Henry Parry (1561 – 12 December 1616) was an English bishop.

==Life==
Parry was the son of Henry Parry, chancellor of Salisbury Cathedral. He was born in Wiltshire, and came as scholar to Corpus Christi College, Oxford in 1576. He graduated B.A. 1581, M.A. 1585, B.D. 1592, D.D. 1596, and became a Fellow of Corpus Christi in 1586, and served as Greek reader at Corpus Christi.

He was a friend of both Lancelot Andrewes and Richard Hooker, who was Fellow of Corpus Christi with him.

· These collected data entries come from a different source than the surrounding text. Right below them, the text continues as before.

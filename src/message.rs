//! Conversation data model

use chrono::{DateTime, Utc};
use serde::{Deserialize, Serialize};
use uuid::Uuid;

/// Who authored a message
#[derive(Debug, Clone, Copy, PartialEq, Eq, Serialize, Deserialize)]
#[serde(rename_all = "lowercase")]
pub enum Role {
    User,
    Assistant,
}

/// Lifecycle of a message within the local log
#[derive(Debug, Clone, Copy, PartialEq, Eq, Serialize, Deserialize)]
#[serde(rename_all = "lowercase")]
pub enum MessageStatus {
    /// Text is still being revealed
    Streaming,
    /// Final text is in place
    Committed,
    /// Locally appended failure notice, never persisted server-side
    Error,
}

/// Emotion label attached to character replies
#[derive(Debug, Clone, Copy, PartialEq, Eq, Serialize, Deserialize)]
#[serde(rename_all = "lowercase")]
pub enum Emotion {
    Neutral,
    Happy,
    Sad,
    Tired,
    Anxious,
    Angry,
}

/// A single entry in the conversation log
#[derive(Debug, Clone, PartialEq, Serialize, Deserialize)]
pub struct Message {
    /// Server-assigned id, absent until the backend persists the message
    pub id: Option<String>,

    /// Locally generated id, stable across the message's lifetime
    pub local_id: Uuid,

    /// Character this conversation belongs to
    pub character_id: i64,

    /// Author of the message
    pub role: Role,

    /// Message text (possibly a partial prefix while streaming)
    pub text: String,

    /// Emotion label, set on character replies when the backend provides one
    pub emotion: Option<Emotion>,

    /// Creation time (local clock)
    pub created_at: DateTime<Utc>,

    /// Current lifecycle status
    pub status: MessageStatus,
}

impl Message {
    /// Create a user message, committed immediately
    #[must_use]
    pub fn user(character_id: i64, text: impl Into<String>) -> Self {
        Self {
            id: None,
            local_id: Uuid::new_v4(),
            character_id,
            role: Role::User,
            text: text.into(),
            emotion: None,
            created_at: Utc::now(),
            status: MessageStatus::Committed,
        }
    }

    /// Create an assistant message in streaming state with empty text
    #[must_use]
    pub fn assistant_streaming(character_id: i64, emotion: Option<Emotion>) -> Self {
        Self {
            id: None,
            local_id: Uuid::new_v4(),
            character_id,
            role: Role::Assistant,
            text: String::new(),
            emotion,
            created_at: Utc::now(),
            status: MessageStatus::Streaming,
        }
    }

    /// Create a committed assistant message with final text
    #[must_use]
    pub fn assistant(character_id: i64, text: impl Into<String>, emotion: Option<Emotion>) -> Self {
        Self {
            id: None,
            local_id: Uuid::new_v4(),
            character_id,
            role: Role::Assistant,
            text: text.into(),
            emotion,
            created_at: Utc::now(),
            status: MessageStatus::Committed,
        }
    }
}

/// State of the conversational turn pipeline
///
/// `Failed` is transient: a failed turn surfaces `Failed` to subscribers and
/// settles back to `Idle` before the turn call returns.
#[derive(Debug, Clone, Copy, PartialEq, Eq, Serialize, Deserialize)]
#[serde(rename_all = "lowercase")]
pub enum TurnState {
    Idle,
    AwaitingCapture,
    Transcribing,
    Sending,
    StreamingResponse,
    PlayingAudio,
    Failed,
}

/// A finalized recording ready for upload
#[derive(Debug, Clone, PartialEq, Eq)]
pub struct AudioClip {
    /// WAV-encoded audio (16-bit mono)
    pub wav: Vec<u8>,

    /// Sample rate the clip was recorded at
    pub sample_rate: u32,

    /// Number of samples in the clip
    pub samples: usize,
}

/// One speakable unit of a character reply
#[derive(Debug, Clone, PartialEq)]
pub struct SpeechSegment {
    /// Text of the segment
    pub text: String,

    /// Voice profile to synthesize with, when the character specifies one
    pub voice_profile: Option<String>,

    /// Synthesized audio (MP3 bytes); `None` until synthesis runs
    pub audio: Option<Vec<u8>>,
}

impl SpeechSegment {
    /// Create a text-only segment awaiting synthesis
    #[must_use]
    pub fn text_only(text: impl Into<String>, voice_profile: Option<String>) -> Self {
        Self {
            text: text.into(),
            voice_profile,
            audio: None,
        }
    }
}
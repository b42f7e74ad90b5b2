//! Microphone capture
//!
//! [`AudioCaptureController`] owns the capture session lifecycle. The
//! microphone is an exclusive resource: at most one recording session exists,
//! and the device is released on every exit path.

use std::sync::mpsc;
use std::sync::{Arc, Mutex};
use std::thread;

use cpal::traits::{DeviceTrait, HostTrait, StreamTrait};
use cpal::{SampleRate, Stream};

use crate::message::AudioClip;
use crate::{Error, Result};

/// Sample rate for audio capture (16kHz for speech)
pub const SAMPLE_RATE: u32 = 16000;

/// Capture session lifecycle
#[derive(Debug, Clone, Copy, PartialEq, Eq)]
pub enum CaptureState {
    /// No session active
    Idle,
    /// Waiting for the device to open
    RequestingDevice,
    /// Buffering samples
    Recording,
    /// Finalizing the clip, device being released
    Stopping,
    /// Clip handed off, upload in flight
    Uploading,
}

/// Device seam for capture backends
///
/// The concrete backend owns the input device; the controller only sees
/// sample buffers.
pub trait CaptureBackend: Send {
    /// Open the input device and begin buffering samples
    ///
    /// # Errors
    ///
    /// Returns `DeviceUnavailable` if no device exists or it refuses to open
    fn open(&mut self) -> Result<()>;

    /// Stop buffering, release the device, and return the captured samples
    fn close(&mut self) -> Vec<f32>;

    /// Sample rate of the captured audio
    fn sample_rate(&self) -> u32;
}

/// Drives one capture session at a time over a [`CaptureBackend`]
pub struct AudioCaptureController {
    backend: Box<dyn CaptureBackend>,
    state: CaptureState,
}

impl AudioCaptureController {
    /// Create a controller over the given backend
    #[must_use]
    pub fn new(backend: Box<dyn CaptureBackend>) -> Self {
        Self {
            backend,
            state: CaptureState::Idle,
        }
    }

    /// Current session state
    #[must_use]
    pub const fn state(&self) -> CaptureState {
        self.state
    }

    /// Whether a recording session is active
    #[must_use]
    pub const fn is_capturing(&self) -> bool {
        matches!(self.state, CaptureState::Recording)
    }

    /// Begin a recording session
    ///
    /// # Errors
    ///
    /// Returns `AlreadyCapturing` if a session is active, or
    /// `DeviceUnavailable` if the device cannot be opened
    pub fn start_capture(&mut self) -> Result<()> {
        if self.state != CaptureState::Idle {
            return Err(Error::AlreadyCapturing);
        }

        self.state = CaptureState::RequestingDevice;
        match self.backend.open() {
            Ok(()) => {
                self.state = CaptureState::Recording;
                tracing::debug!("capture session started");
                Ok(())
            }
            Err(e) => {
                self.state = CaptureState::Idle;
                Err(e)
            }
        }
    }

    /// Stop recording and finalize the clip
    ///
    /// Returns `None` as a no-op when not recording. On success the session
    /// sits in `Uploading` until [`Self::finish_upload`] or [`Self::cancel`].
    ///
    /// # Errors
    ///
    /// Returns error if the clip cannot be encoded; the device is released
    /// either way
    pub fn stop_capture(&mut self) -> Result<Option<AudioClip>> {
        if self.state != CaptureState::Recording {
            return Ok(None);
        }

        self.state = CaptureState::Stopping;
        let samples = self.backend.close();
        let sample_rate = self.backend.sample_rate();

        match samples_to_wav(&samples, sample_rate) {
            Ok(wav) => {
                self.state = CaptureState::Uploading;
                tracing::debug!(samples = samples.len(), "capture session finalized");
                Ok(Some(AudioClip {
                    wav,
                    sample_rate,
                    samples: samples.len(),
                }))
            }
            Err(e) => {
                self.state = CaptureState::Idle;
                Err(e)
            }
        }
    }

    /// Mark the upload phase finished, returning the session to idle
    pub fn finish_upload(&mut self) {
        self.state = CaptureState::Idle;
    }

    /// Tear down the session from any state, releasing the device
    pub fn cancel(&mut self) {
        if matches!(
            self.state,
            CaptureState::Recording | CaptureState::Stopping
        ) {
            let _ = self.backend.close();
            tracing::debug!("capture session cancelled");
        }
        self.state = CaptureState::Idle;
    }
}

enum WorkerMessage {
    Stop,
}

struct CaptureWorker {
    cmd_tx: mpsc::Sender<WorkerMessage>,
    handle: thread::JoinHandle<()>,
}

/// Captures audio from the default input device
///
/// `cpal::Stream` is not `Send`, so the stream lives on a dedicated thread
/// and the backend talks to it over channels. Samples are shared through a
/// locked buffer filled by the stream callback.
pub struct CpalCapture {
    buffer: Arc<Mutex<Vec<f32>>>,
    worker: Option<CaptureWorker>,
}

impl Default for CpalCapture {
    fn default() -> Self {
        Self::new()
    }
}

impl CpalCapture {
    /// Create a new capture backend; the device is opened lazily on `open`
    #[must_use]
    pub fn new() -> Self {
        Self {
            buffer: Arc::new(Mutex::new(Vec::new())),
            worker: None,
        }
    }

    /// Get captured audio buffer without clearing
    #[must_use]
    pub fn peek_buffer(&self) -> Vec<f32> {
        self.buffer
            .lock()
            .map(|buf| buf.clone())
            .unwrap_or_default()
    }

    /// Clear the audio buffer
    pub fn clear_buffer(&self) {
        if let Ok(mut buf) = self.buffer.lock() {
            buf.clear();
        }
    }

    fn stop_worker(&mut self) {
        if let Some(worker) = self.worker.take() {
            let _ = worker.cmd_tx.send(WorkerMessage::Stop);
            let _ = worker.handle.join();
        }
    }
}

impl CaptureBackend for CpalCapture {
    fn open(&mut self) -> Result<()> {
        if self.worker.is_some() {
            return Err(Error::AlreadyCapturing);
        }

        if let Ok(mut buf) = self.buffer.lock() {
            buf.clear();
        }

        let buffer = Arc::clone(&self.buffer);
        let (ready_tx, ready_rx) = mpsc::channel();
        let (cmd_tx, cmd_rx) = mpsc::channel();

        let handle = thread::spawn(move || capture_thread(&buffer, &ready_tx, &cmd_rx));

        match ready_rx.recv() {
            Ok(Ok(())) => {
                self.worker = Some(CaptureWorker { cmd_tx, handle });
                tracing::debug!(sample_rate = SAMPLE_RATE, "audio capture started");
                Ok(())
            }
            Ok(Err(message)) => {
                let _ = handle.join();
                Err(Error::DeviceUnavailable(message))
            }
            Err(_) => {
                let _ = handle.join();
                Err(Error::DeviceUnavailable(
                    "capture thread exited before opening the device".to_string(),
                ))
            }
        }
    }

    fn close(&mut self) -> Vec<f32> {
        self.stop_worker();
        self.buffer
            .lock()
            .map(|mut buf| std::mem::take(&mut *buf))
            .unwrap_or_default()
    }

    fn sample_rate(&self) -> u32 {
        SAMPLE_RATE
    }
}

impl Drop for CpalCapture {
    fn drop(&mut self) {
        self.stop_worker();
    }
}

/// Body of the dedicated capture thread
///
/// Opens the stream, reports readiness, then parks until told to stop. The
/// stream must be dropped on this thread.
fn capture_thread(
    buffer: &Arc<Mutex<Vec<f32>>>,
    ready_tx: &mpsc::Sender<std::result::Result<(), String>>,
    cmd_rx: &mpsc::Receiver<WorkerMessage>,
) {
    let stream = match open_input_stream(Arc::clone(buffer)) {
        Ok(stream) => {
            let _ = ready_tx.send(Ok(()));
            stream
        }
        Err(e) => {
            let _ = ready_tx.send(Err(e.to_string()));
            return;
        }
    };

    let _ = cmd_rx.recv();
    drop(stream);
    tracing::debug!("audio capture stopped");
}

fn open_input_stream(buffer: Arc<Mutex<Vec<f32>>>) -> Result<Stream> {
    let host = cpal::default_host();

    let device = host
        .default_input_device()
        .ok_or_else(|| Error::DeviceUnavailable("no input device available".to_string()))?;

    let supported_config = device
        .supported_input_configs()
        .map_err(|e| Error::DeviceUnavailable(e.to_string()))?
        .find(|c| {
            c.channels() == 1
                && c.min_sample_rate() <= SampleRate(SAMPLE_RATE)
                && c.max_sample_rate() >= SampleRate(SAMPLE_RATE)
        })
        .ok_or_else(|| Error::DeviceUnavailable("no suitable input config found".to_string()))?;

    let config = supported_config
        .with_sample_rate(SampleRate(SAMPLE_RATE))
        .config();

    tracing::debug!(
        device = device.name().unwrap_or_default(),
        sample_rate = SAMPLE_RATE,
        channels = config.channels,
        "audio capture initialized"
    );

    let stream = device
        .build_input_stream(
            &config,
            move |data: &[f32], _: &cpal::InputCallbackInfo| {
                if let Ok(mut buf) = buffer.lock() {
                    buf.extend_from_slice(data);
                }
            },
            |err| {
                tracing::error!(error = %err, "audio capture error");
            },
            None,
        )
        .map_err(|e| Error::DeviceUnavailable(e.to_string()))?;

    stream
        .play()
        .map_err(|e| Error::DeviceUnavailable(e.to_string()))?;

    Ok(stream)
}

/// Convert f32 samples to WAV bytes for upload
///
/// # Errors
///
/// Returns error if WAV encoding fails
pub fn samples_to_wav(samples: &[f32], sample_rate: u32) -> Result<Vec<u8>> {
    let spec = hound::WavSpec {
        channels: 1,
        sample_rate,
        bits_per_sample: 16,
        sample_format: hound::SampleFormat::Int,
    };

    let mut cursor = std::io::Cursor::new(Vec::new());
    {
        let mut writer =
            hound::WavWriter::new(&mut cursor, spec).map_err(|e| Error::Audio(e.to_string()))?;

        for &sample in samples {
            // Convert f32 [-1.0, 1.0] to i16
            #[allow(clippy::cast_possible_truncation)]
            let sample_i16 = (sample * 32767.0).clamp(-32768.0, 32767.0) as i16;
            writer
                .write_sample(sample_i16)
                .map_err(|e| Error::Audio(e.to_string()))?;
        }

        writer.finalize().map_err(|e| Error::Audio(e.to_string()))?;
    }

    Ok(cursor.into_inner())
}
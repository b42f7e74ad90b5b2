//! Shared test utilities
//!
//! Scripted collaborators and a fake audio sink so turn and playback tests
//! run without audio hardware or a live backend.

#![allow(dead_code)]

use std::collections::VecDeque;
use std::sync::atomic::{AtomicBool, AtomicUsize, Ordering};
use std::sync::{Arc, Mutex};
use std::time::Duration;

use async_trait::async_trait;
use tokio::sync::Notify;

use parley_client::config::{RevealConfig, VoiceConfig};
use parley_client::services::{
    ChatReply, ConversationService, HistoryEntry, HistoryService, ReplySegment, SynthesisService,
    TranscriptionService, VoiceReply,
};
use parley_client::voice::{AudioSink, CaptureBackend, SAMPLE_RATE};
use parley_client::{
    AudioCaptureController, Config, Error, EventBus, PlaybackQueue, Result, ServiceSet,
    TurnOrchestrator,
};

/// Build a single-segment reply with the given text
#[must_use]
pub fn simple_reply(text: &str) -> ChatReply {
    ChatReply {
        segments: vec![ReplySegment {
            id: None,
            text: text.to_string(),
            voice_profile: None,
            audio: None,
        }],
        ..ChatReply::default()
    }
}

/// Build a segmented reply from (text, audio) pairs
#[must_use]
pub fn segmented_reply(parts: &[(&str, Option<Vec<u8>>)]) -> ChatReply {
    ChatReply {
        segments: parts
            .iter()
            .map(|(text, audio)| ReplySegment {
                id: None,
                text: (*text).to_string(),
                voice_profile: None,
                audio: audio.clone(),
            })
            .collect(),
        ..ChatReply::default()
    }
}

/// Backend whose responses are scripted per call
#[derive(Default)]
pub struct ScriptedBackend {
    send_results: Mutex<VecDeque<Result<ChatReply>>>,
    pub sent: Mutex<Vec<String>>,
    pub send_gate: Mutex<Option<Arc<Notify>>>,
    transcribe_results: Mutex<VecDeque<Result<VoiceReply>>>,
    pub transcribe_calls: AtomicUsize,
    synth_results: Mutex<VecDeque<Result<Vec<u8>>>>,
    pub synth_calls: AtomicUsize,
    pub history: Mutex<Vec<HistoryEntry>>,
    pub user_id: Mutex<Option<String>>,
}

impl ScriptedBackend {
    #[must_use]
    pub fn new() -> Self {
        Self::default()
    }

    pub fn push_reply(&self, reply: ChatReply) {
        self.send_results.lock().unwrap().push_back(Ok(reply));
    }

    pub fn push_send_error(&self, error: Error) {
        self.send_results.lock().unwrap().push_back(Err(error));
    }

    pub fn push_transcription(&self, reply: VoiceReply) {
        self.transcribe_results.lock().unwrap().push_back(Ok(reply));
    }

    pub fn push_transcription_error(&self, error: Error) {
        self.transcribe_results.lock().unwrap().push_back(Err(error));
    }

    pub fn push_synthesis(&self, audio: Vec<u8>) {
        self.synth_results.lock().unwrap().push_back(Ok(audio));
    }

    pub fn push_synthesis_error(&self, error: Error) {
        self.synth_results.lock().unwrap().push_back(Err(error));
    }

    /// Block the next `send_message` call until the returned notify fires
    #[must_use]
    pub fn gate_send(&self) -> Arc<Notify> {
        let notify = Arc::new(Notify::new());
        *self.send_gate.lock().unwrap() = Some(Arc::clone(&notify));
        notify
    }
}

#[async_trait]
impl ConversationService for ScriptedBackend {
    async fn send_message(
        &self,
        _character_id: i64,
        _user_id: &str,
        text: &str,
    ) -> Result<ChatReply> {
        self.sent.lock().unwrap().push(text.to_string());

        let gate = self.send_gate.lock().unwrap().take();
        if let Some(gate) = gate {
            gate.notified().await;
        }

        self.send_results
            .lock()
            .unwrap()
            .pop_front()
            .unwrap_or_else(|| Err(Error::Service("no scripted reply".to_string())))
    }
}

#[async_trait]
impl TranscriptionService for ScriptedBackend {
    async fn transcribe(
        &self,
        _clip: &parley_client::AudioClip,
        _character_id: i64,
        _user_id: &str,
    ) -> Result<VoiceReply> {
        self.transcribe_calls.fetch_add(1, Ordering::SeqCst);
        self.transcribe_results
            .lock()
            .unwrap()
            .pop_front()
            .unwrap_or_else(|| Err(Error::Service("no scripted transcription".to_string())))
    }
}

#[async_trait]
impl SynthesisService for ScriptedBackend {
    async fn synthesize(&self, _text: &str, _voice_profile: Option<&str>) -> Result<Vec<u8>> {
        self.synth_calls.fetch_add(1, Ordering::SeqCst);
        self.synth_results
            .lock()
            .unwrap()
            .pop_front()
            .unwrap_or_else(|| Err(Error::Service("no scripted synthesis".to_string())))
    }
}

#[async_trait]
impl HistoryService for ScriptedBackend {
    async fn fetch_history(&self, _character_id: i64) -> Result<Vec<HistoryEntry>> {
        Ok(self.history.lock().unwrap().clone())
    }

    async fn fetch_user_id(&self) -> Result<String> {
        self.user_id
            .lock()
            .unwrap()
            .clone()
            .ok_or_else(|| Error::Service("no scripted user id".to_string()))
    }
}

/// Audio sink that records playback order and detects overlap
pub struct FakeSink {
    delay: Duration,
    playing: AtomicUsize,
    pub overlap_detected: AtomicBool,
    played: Mutex<Vec<Vec<u8>>>,
    failing: Mutex<Vec<Vec<u8>>>,
    pub stop_calls: AtomicUsize,
}

impl FakeSink {
    #[must_use]
    pub fn new(delay: Duration) -> Self {
        Self {
            delay,
            playing: AtomicUsize::new(0),
            overlap_detected: AtomicBool::new(false),
            played: Mutex::new(Vec::new()),
            failing: Mutex::new(Vec::new()),
            stop_calls: AtomicUsize::new(0),
        }
    }

    /// Make playback of the given payload fail
    pub fn fail_on(&self, audio: Vec<u8>) {
        self.failing.lock().unwrap().push(audio);
    }

    #[must_use]
    pub fn played(&self) -> Vec<Vec<u8>> {
        self.played.lock().unwrap().clone()
    }
}

#[async_trait]
impl AudioSink for FakeSink {
    async fn play(&self, audio: &[u8]) -> Result<()> {
        if self.playing.fetch_add(1, Ordering::SeqCst) > 0 {
            self.overlap_detected.store(true, Ordering::SeqCst);
        }
        self.played.lock().unwrap().push(audio.to_vec());

        tokio::time::sleep(self.delay).await;
        self.playing.fetch_sub(1, Ordering::SeqCst);

        let failing = self.failing.lock().unwrap();
        if failing.iter().any(|payload| payload == audio) {
            return Err(Error::Audio("scripted playback failure".to_string()));
        }
        Ok(())
    }

    fn stop(&self) {
        self.stop_calls.fetch_add(1, Ordering::SeqCst);
    }
}

/// Capture backend that returns preset samples
pub struct FakeCaptureBackend {
    samples: Vec<f32>,
}

impl FakeCaptureBackend {
    #[must_use]
    pub fn new(samples: Vec<f32>) -> Self {
        Self { samples }
    }
}

impl CaptureBackend for FakeCaptureBackend {
    fn open(&mut self) -> Result<()> {
        Ok(())
    }

    fn close(&mut self) -> Vec<f32> {
        std::mem::take(&mut self.samples)
    }

    fn sample_rate(&self) -> u32 {
        SAMPLE_RATE
    }
}

/// Orchestrator wired to scripted collaborators
pub struct Harness {
    pub orchestrator: Arc<TurnOrchestrator>,
    pub backend: Arc<ScriptedBackend>,
    pub sink: Arc<FakeSink>,
    pub events: EventBus,
}

/// Build a harness for character 42 with fast reveal pacing
#[must_use]
pub fn harness(voice_enabled: bool, capture_samples: Vec<f32>) -> Harness {
    harness_with_pacing(voice_enabled, capture_samples, Duration::from_millis(2))
}

/// Build a harness with an explicit per-character reveal delay
#[must_use]
pub fn harness_with_pacing(
    voice_enabled: bool,
    capture_samples: Vec<f32>,
    char_delay: Duration,
) -> Harness {
    let backend = Arc::new(ScriptedBackend::new());
    *backend.user_id.lock().unwrap() = Some("user-1".to_string());

    let sink = Arc::new(FakeSink::new(Duration::from_millis(10)));
    let events = EventBus::new();
    let playback = PlaybackQueue::new(Arc::clone(&sink) as Arc<dyn AudioSink>, events.clone());
    let capture = AudioCaptureController::new(Box::new(FakeCaptureBackend::new(capture_samples)));

    let config = Config {
        backend_url: "http://localhost:0".to_string(),
        request_timeout: Duration::from_secs(5),
        voice: VoiceConfig {
            enabled: voice_enabled,
            voice_profile: None,
        },
        reveal: RevealConfig {
            char_delay,
            segment_delay: Duration::from_millis(2),
        },
    };

    let orchestrator = Arc::new(TurnOrchestrator::new(
        42,
        capture,
        playback,
        ServiceSet::from_backend(Arc::clone(&backend)),
        events.clone(),
        &config,
    ));

    Harness {
        orchestrator,
        backend,
        sink,
        events,
    }
}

With John Churchman he recovered the papers of Hooker, shortly after his death in 1600. He took part in the editorial group which met in 1601 to bring the final volumes of Hooker's Ecclesiastical Polity into their published form.

Archbishop Whitgift presented Parry to a series of vicarages in Kent: he was vicar of Monkton (1591–1594), rector of Great Mongeham (1594–1596), and rector of Chevening and Sundridge (1596–1610).

He was chaplain to Elizabeth I and was present at her deathbed, documented in the diary of John Manningham. A Ming period wucai tea kettle, said to have been given by the Queen to Parry, at a time when porcelain was rare in England, was sold in 2007 for over £1,000,000.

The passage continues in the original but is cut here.